***** Provided records *****
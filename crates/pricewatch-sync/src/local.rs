//! Pick up spreadsheets that another process (a browser, a mail rule) dropped
//! into the working directory.

use std::path::{Path, PathBuf};
use std::time::{Duration, SystemTime};

use tokio::time::{Instant, sleep};
use tracing::debug;

const EXTENSIONS: &[&str] = &["xlsx", "xls"];
const PARTIAL_SUFFIX: &str = ".crdownload";

/// Newest `.xlsx`/`.xls` in `dir` whose lowercase name contains one of
/// `patterns`, modified within `max_age`, and not still being downloaded.
pub fn find_recent(dir: &Path, patterns: &[String], max_age: Duration) -> Option<PathBuf> {
    find_recent_at(dir, patterns, max_age, SystemTime::now())
}

/// Like [`find_recent`], but keep looking every `poll` until `wait` has
/// passed. A zero `wait` checks once.
pub async fn wait_for_recent(
    dir: &Path,
    patterns: &[String],
    max_age: Duration,
    wait: Duration,
    poll: Duration,
) -> Option<PathBuf> {
    let deadline = Instant::now() + wait;
    loop {
        if let Some(found) = find_recent(dir, patterns, max_age) {
            return Some(found);
        }
        let now = Instant::now();
        if now >= deadline {
            return None;
        }
        debug!(dir = %dir.display(), ?patterns, "no file yet, polling");
        sleep(poll.min(deadline - now)).await;
    }
}

fn find_recent_at(
    dir: &Path,
    patterns: &[String],
    max_age: Duration,
    now: SystemTime,
) -> Option<PathBuf> {
    let patterns: Vec<String> = patterns.iter().map(|p| p.to_lowercase()).collect();
    let mut best: Option<(SystemTime, PathBuf)> = None;

    for entry in std::fs::read_dir(dir).ok()?.flatten() {
        let path = entry.path();
        if !path.is_file() || !has_spreadsheet_extension(&path) {
            continue;
        }
        let Some(name) = path.file_name().and_then(|n| n.to_str()) else {
            continue;
        };
        let lower = name.to_lowercase();
        if !patterns.iter().any(|p| lower.contains(p.as_str())) {
            continue;
        }
        let Ok(modified) = entry.metadata().and_then(|m| m.modified()) else {
            continue;
        };
        // Future mtimes (clock skew) count as fresh.
        let age = now.duration_since(modified).unwrap_or_default();
        if age > max_age {
            continue;
        }
        if dir.join(format!("{name}{PARTIAL_SUFFIX}")).exists() {
            debug!(file = name, "download in progress, ignoring");
            continue;
        }
        if best.as_ref().is_none_or(|(t, _)| modified > *t) {
            best = Some((modified, path));
        }
    }
    best.map(|(_, p)| p)
}

fn has_spreadsheet_extension(path: &Path) -> bool {
    path.extension()
        .and_then(|e| e.to_str())
        .is_some_and(|e| EXTENSIONS.contains(&e.to_lowercase().as_str()))
}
*****
→ **Exercise objective**
Report each line in the data that holds the word "String".

→ **Task result**
pub fn find_recent(dir: &Path, patterns: &[String], max_age: Duration) -> Option<PathBuf> {
    patterns: &[String],
    patterns: &[String],
    let patterns: Vec<String> = patterns.iter().map(|p| p.to_lowercase()).collect();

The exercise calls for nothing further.